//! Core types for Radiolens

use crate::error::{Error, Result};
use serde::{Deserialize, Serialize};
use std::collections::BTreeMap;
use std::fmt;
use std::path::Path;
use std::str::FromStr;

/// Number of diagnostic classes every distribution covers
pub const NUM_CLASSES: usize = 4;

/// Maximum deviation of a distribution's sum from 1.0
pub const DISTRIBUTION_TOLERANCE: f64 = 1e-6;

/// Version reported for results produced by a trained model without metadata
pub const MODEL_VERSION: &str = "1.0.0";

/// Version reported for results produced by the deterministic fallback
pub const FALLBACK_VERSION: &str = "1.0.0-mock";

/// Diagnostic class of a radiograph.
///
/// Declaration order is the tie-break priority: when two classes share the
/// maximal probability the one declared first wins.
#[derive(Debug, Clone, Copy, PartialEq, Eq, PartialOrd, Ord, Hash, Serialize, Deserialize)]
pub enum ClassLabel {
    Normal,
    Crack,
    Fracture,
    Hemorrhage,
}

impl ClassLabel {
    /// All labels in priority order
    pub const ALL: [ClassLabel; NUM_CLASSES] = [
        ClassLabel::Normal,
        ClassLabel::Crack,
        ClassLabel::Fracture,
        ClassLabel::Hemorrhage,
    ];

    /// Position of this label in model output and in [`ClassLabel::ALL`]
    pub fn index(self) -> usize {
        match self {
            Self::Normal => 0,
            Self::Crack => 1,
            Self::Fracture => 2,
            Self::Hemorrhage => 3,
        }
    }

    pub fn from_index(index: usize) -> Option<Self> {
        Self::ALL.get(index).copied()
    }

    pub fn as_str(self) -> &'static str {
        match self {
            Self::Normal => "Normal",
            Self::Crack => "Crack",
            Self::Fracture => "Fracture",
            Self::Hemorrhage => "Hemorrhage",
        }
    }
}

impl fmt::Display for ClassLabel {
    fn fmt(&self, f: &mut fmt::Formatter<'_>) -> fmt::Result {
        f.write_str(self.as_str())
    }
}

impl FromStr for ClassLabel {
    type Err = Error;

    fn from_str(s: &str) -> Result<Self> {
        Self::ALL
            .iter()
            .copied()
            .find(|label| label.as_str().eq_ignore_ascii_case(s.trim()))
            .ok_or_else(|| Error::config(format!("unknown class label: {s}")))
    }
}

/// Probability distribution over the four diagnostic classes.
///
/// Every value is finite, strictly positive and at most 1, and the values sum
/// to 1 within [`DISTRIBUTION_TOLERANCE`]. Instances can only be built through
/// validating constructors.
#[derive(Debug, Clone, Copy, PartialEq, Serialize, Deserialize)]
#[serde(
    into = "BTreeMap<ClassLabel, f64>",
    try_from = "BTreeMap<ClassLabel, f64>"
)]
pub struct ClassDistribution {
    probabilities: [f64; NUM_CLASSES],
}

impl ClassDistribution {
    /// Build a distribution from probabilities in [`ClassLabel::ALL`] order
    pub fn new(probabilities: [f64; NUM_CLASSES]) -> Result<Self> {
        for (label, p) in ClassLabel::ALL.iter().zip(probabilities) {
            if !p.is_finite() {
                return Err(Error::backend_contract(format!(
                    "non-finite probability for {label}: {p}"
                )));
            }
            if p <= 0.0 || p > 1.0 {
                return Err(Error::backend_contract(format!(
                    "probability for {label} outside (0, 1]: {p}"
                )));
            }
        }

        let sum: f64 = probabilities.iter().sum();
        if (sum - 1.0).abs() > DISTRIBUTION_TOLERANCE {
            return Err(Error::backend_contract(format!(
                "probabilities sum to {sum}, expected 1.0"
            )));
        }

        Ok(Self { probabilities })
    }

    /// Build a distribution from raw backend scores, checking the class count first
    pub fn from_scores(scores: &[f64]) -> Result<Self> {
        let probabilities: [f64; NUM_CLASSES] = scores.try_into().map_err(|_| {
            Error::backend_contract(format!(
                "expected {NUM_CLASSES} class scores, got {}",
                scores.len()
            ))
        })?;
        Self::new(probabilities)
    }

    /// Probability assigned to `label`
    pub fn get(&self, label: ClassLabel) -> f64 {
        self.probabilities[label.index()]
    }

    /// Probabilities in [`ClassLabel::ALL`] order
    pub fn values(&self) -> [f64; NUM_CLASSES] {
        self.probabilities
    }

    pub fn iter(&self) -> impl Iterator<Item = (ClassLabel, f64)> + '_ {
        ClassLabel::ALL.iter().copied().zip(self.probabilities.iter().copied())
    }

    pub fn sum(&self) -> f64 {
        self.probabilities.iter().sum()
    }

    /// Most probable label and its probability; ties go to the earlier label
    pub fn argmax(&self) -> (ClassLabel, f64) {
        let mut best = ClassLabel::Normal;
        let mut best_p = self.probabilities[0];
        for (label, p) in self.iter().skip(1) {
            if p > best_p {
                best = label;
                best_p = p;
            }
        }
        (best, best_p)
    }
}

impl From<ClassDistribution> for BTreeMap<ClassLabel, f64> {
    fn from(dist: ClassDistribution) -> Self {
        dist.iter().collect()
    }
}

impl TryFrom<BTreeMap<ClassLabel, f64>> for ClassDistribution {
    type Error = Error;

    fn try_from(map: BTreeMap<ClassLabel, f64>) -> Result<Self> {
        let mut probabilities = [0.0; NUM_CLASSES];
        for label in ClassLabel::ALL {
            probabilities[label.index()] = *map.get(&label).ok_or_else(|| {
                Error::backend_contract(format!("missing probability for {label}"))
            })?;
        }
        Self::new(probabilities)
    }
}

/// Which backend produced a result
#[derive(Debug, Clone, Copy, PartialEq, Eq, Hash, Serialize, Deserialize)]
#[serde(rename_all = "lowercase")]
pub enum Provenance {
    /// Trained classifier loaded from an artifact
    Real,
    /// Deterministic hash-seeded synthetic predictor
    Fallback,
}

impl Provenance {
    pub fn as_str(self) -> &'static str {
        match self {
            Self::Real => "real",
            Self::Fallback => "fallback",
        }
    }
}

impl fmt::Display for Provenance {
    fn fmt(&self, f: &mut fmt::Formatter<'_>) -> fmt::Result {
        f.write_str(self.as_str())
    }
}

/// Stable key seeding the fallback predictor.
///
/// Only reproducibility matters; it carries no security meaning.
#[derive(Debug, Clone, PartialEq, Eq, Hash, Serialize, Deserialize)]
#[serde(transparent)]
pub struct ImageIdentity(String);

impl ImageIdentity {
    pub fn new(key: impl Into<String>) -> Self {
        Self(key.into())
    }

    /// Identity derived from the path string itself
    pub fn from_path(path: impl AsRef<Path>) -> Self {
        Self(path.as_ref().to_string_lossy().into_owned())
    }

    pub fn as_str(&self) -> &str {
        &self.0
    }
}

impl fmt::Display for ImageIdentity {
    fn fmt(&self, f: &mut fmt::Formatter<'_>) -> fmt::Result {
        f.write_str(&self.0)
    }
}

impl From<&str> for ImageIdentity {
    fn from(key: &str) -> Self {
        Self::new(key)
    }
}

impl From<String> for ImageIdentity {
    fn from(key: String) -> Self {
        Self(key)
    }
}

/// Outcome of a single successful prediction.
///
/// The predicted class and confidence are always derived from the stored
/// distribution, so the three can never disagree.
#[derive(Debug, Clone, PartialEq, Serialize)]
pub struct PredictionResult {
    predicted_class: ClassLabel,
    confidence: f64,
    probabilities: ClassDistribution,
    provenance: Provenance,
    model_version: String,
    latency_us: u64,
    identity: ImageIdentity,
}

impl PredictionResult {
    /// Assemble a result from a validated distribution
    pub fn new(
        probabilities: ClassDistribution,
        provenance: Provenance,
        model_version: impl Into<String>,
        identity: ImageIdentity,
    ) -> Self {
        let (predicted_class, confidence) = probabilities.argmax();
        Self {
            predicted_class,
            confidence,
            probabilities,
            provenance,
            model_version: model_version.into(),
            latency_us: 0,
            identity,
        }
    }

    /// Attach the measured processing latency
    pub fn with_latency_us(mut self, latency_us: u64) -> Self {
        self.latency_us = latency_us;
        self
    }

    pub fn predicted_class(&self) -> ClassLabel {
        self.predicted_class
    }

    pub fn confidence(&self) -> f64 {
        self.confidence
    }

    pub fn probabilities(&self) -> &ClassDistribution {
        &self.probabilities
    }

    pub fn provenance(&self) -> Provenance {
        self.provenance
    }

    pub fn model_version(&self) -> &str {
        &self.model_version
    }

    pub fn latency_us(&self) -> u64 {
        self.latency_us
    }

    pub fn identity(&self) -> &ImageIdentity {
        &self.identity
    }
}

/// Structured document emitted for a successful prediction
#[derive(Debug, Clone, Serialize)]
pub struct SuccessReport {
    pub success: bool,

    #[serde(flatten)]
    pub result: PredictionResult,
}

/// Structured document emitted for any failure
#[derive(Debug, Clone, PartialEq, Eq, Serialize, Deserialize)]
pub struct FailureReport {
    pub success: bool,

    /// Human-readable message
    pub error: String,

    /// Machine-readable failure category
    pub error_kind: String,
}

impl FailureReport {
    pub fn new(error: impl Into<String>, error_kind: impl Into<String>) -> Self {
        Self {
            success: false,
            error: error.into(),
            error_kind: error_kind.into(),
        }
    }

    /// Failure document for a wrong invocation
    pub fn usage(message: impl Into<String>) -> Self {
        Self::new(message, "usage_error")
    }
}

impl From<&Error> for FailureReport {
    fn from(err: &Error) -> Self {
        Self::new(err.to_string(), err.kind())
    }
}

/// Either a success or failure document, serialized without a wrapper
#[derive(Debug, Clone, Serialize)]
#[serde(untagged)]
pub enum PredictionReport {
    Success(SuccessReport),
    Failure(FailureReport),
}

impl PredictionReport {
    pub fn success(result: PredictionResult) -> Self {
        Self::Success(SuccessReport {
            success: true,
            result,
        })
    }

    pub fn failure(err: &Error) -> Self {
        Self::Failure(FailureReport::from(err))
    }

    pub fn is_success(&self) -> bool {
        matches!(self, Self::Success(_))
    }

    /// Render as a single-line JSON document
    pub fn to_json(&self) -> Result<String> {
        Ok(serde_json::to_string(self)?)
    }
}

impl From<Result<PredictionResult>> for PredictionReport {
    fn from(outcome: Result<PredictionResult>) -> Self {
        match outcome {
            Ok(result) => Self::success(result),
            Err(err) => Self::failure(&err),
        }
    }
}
---
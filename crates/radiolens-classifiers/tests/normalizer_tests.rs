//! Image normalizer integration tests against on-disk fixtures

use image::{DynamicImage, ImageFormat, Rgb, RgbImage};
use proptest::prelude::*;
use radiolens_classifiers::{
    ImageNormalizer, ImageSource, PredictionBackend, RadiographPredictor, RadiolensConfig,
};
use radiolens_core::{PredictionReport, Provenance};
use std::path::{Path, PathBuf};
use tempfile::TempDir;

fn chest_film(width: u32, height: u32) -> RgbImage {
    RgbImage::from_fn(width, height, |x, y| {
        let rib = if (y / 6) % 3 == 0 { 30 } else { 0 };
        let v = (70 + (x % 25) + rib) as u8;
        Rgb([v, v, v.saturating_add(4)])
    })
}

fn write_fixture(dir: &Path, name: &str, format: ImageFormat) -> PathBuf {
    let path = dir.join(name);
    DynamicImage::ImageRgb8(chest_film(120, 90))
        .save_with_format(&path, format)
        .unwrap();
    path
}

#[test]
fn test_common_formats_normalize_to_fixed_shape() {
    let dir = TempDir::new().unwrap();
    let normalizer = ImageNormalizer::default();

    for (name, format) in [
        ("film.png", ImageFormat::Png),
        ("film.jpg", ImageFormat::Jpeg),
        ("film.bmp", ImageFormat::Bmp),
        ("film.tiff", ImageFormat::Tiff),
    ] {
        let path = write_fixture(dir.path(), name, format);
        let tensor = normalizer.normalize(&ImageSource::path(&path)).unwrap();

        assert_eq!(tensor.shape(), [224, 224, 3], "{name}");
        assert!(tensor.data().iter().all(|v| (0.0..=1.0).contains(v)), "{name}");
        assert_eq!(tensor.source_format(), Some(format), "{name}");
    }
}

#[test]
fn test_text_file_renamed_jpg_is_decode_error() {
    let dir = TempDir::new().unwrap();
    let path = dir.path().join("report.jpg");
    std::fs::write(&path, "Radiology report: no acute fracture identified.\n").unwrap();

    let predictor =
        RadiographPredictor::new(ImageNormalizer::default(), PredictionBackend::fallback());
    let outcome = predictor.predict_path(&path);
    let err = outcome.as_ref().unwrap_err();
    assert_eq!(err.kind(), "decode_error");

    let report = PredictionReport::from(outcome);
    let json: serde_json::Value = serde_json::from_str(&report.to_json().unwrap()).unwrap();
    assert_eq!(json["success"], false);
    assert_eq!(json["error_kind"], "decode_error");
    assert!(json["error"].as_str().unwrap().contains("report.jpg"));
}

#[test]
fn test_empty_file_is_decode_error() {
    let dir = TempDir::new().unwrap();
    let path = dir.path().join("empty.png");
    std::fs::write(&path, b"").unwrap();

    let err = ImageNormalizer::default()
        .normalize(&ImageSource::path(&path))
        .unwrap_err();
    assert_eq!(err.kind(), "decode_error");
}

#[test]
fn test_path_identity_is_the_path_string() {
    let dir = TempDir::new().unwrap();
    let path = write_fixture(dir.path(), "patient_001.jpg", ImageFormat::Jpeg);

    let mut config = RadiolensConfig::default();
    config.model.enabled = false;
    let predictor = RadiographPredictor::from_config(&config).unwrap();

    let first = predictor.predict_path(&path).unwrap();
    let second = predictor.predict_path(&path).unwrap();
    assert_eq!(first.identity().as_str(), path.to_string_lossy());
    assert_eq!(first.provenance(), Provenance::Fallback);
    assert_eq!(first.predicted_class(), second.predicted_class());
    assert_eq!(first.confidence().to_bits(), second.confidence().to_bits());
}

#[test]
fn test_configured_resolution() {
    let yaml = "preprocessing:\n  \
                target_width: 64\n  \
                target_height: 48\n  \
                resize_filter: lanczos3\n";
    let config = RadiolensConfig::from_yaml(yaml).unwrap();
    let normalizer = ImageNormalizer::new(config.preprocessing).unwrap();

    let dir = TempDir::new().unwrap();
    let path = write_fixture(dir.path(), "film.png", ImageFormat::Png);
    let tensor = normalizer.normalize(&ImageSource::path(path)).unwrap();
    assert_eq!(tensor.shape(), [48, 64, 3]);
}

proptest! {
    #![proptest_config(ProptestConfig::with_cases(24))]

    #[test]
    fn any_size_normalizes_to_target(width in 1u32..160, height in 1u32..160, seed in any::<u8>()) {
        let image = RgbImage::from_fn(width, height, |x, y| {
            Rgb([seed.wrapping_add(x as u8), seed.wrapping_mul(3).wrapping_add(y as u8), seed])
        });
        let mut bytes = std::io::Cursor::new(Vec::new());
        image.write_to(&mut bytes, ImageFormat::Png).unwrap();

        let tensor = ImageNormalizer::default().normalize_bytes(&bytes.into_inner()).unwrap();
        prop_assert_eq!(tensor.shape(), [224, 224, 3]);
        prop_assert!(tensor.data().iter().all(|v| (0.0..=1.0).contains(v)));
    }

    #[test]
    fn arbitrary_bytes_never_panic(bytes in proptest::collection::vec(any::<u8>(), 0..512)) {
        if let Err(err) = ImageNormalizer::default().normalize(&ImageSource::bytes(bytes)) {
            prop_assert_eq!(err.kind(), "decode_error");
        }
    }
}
* * *
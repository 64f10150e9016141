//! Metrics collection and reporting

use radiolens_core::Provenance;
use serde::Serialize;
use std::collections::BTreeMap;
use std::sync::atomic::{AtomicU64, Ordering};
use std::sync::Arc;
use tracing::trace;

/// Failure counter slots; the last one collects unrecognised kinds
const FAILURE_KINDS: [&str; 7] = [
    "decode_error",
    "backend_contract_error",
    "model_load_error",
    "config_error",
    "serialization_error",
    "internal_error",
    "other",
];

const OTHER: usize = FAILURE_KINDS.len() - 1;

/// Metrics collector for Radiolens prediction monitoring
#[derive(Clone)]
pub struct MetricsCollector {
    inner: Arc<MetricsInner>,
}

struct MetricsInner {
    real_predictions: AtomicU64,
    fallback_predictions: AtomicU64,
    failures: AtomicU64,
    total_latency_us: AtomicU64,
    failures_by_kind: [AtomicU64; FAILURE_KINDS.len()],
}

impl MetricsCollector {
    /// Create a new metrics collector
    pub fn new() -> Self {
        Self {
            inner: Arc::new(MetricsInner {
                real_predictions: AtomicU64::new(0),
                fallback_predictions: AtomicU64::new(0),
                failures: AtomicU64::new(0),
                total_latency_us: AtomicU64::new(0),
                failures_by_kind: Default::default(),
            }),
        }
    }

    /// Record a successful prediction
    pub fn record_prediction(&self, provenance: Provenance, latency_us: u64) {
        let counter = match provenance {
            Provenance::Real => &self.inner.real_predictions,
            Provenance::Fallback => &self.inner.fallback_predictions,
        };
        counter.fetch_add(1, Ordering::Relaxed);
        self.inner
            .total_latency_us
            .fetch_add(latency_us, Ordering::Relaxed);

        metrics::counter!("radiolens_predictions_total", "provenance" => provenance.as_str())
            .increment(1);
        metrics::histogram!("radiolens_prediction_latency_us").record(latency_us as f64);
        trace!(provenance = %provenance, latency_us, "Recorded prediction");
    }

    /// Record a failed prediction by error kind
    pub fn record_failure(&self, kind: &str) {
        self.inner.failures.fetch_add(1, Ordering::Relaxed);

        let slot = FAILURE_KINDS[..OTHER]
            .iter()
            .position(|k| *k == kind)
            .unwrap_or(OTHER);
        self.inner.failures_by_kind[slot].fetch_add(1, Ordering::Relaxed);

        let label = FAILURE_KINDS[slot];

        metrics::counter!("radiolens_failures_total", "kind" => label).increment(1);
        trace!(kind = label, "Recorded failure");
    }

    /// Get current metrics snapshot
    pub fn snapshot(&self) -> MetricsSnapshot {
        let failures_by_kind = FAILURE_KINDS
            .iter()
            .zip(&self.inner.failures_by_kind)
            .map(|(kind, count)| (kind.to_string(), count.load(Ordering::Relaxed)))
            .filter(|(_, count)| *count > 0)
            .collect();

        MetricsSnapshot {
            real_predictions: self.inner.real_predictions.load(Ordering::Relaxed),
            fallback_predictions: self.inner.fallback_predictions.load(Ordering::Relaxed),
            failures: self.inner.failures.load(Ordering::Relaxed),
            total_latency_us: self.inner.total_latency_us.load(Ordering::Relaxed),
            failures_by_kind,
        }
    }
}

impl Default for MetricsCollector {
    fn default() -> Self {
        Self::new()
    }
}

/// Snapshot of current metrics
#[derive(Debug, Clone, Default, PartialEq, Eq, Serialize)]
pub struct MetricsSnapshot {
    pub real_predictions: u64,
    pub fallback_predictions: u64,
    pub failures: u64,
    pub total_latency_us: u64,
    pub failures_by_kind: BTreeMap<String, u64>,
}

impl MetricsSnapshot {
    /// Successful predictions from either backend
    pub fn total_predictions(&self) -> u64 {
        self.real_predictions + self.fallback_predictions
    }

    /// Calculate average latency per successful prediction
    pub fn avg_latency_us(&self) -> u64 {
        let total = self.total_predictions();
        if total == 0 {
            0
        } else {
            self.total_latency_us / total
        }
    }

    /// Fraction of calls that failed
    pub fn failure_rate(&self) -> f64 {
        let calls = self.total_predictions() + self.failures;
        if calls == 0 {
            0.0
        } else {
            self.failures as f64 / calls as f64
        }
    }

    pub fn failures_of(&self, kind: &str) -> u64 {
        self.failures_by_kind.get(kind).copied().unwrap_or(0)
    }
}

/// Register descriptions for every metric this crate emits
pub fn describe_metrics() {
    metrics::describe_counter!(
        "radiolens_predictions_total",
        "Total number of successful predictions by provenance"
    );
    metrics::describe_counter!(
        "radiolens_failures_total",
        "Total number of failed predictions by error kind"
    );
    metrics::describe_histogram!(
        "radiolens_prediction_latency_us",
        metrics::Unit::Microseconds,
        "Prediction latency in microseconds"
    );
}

Task requirements:
As listed above, the lines from the line with "pub fn with_latency_us(mut" to the line with "pub fn provenance(&self)" are to be echoed exactly, with both ends included and nothing added.

Completed task:
    pub fn with_latency_us(mut self, latency_us: u64) -> Self {
        self.latency_us = latency_us;
        self
    }

    pub fn predicted_class(&self) -> ClassLabel {
        self.predicted_class
    }

    pub fn confidence(&self) -> f64 {
        self.confidence
    }

    pub fn probabilities(&self) -> &ClassDistribution {
        &self.probabilities
    }

    pub fn provenance(&self) -> Provenance {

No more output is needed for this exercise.